# [YOUR ASSIGNMENT]
Look through the lines below and copy each one that includes "scream".

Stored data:

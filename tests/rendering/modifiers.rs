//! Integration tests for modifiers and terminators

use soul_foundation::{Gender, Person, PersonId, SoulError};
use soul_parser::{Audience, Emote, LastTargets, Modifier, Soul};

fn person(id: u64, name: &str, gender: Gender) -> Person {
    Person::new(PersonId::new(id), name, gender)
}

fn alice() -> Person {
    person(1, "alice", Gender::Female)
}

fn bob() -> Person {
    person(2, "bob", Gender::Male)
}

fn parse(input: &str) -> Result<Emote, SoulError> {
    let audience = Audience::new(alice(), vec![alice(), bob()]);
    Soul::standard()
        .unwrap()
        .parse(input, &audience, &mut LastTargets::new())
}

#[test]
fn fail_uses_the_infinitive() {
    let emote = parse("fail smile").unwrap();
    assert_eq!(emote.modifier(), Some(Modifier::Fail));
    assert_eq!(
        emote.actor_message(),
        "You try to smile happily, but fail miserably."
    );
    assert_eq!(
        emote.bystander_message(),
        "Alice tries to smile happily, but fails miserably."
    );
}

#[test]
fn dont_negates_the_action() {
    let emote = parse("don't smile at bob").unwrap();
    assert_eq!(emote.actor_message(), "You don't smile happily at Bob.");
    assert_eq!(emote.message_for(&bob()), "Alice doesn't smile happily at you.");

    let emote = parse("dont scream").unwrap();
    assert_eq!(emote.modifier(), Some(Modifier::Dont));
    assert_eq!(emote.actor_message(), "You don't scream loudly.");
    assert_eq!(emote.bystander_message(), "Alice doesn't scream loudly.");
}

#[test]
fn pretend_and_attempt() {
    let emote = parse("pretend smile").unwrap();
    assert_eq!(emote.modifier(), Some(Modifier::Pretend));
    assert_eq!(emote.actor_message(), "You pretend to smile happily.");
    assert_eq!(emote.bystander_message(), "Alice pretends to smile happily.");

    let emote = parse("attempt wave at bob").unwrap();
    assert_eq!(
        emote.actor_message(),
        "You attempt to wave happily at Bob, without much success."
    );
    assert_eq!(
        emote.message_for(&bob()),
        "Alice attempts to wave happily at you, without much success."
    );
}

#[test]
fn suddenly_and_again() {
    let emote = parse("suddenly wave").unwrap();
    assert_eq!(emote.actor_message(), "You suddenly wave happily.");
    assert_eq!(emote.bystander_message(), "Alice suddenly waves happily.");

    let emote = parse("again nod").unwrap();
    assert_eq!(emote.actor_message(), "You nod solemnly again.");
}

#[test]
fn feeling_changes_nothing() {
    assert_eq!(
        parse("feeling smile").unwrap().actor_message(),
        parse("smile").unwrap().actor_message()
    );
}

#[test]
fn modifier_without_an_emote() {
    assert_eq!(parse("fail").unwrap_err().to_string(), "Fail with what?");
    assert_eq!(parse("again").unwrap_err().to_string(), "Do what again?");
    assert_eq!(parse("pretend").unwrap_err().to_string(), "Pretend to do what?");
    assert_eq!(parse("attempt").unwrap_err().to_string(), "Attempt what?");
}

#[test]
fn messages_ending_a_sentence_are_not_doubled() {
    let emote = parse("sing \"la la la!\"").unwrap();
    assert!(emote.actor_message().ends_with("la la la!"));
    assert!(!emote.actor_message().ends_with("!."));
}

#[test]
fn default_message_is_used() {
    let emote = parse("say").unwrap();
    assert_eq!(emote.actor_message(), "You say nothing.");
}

# [SOLVED EXERCISE]
    let emote = parse("dont scream").unwrap();
    assert_eq!(emote.actor_message(), "You don't scream loudly.");
    assert_eq!(emote.bystander_message(), "Alice doesn't scream loudly.");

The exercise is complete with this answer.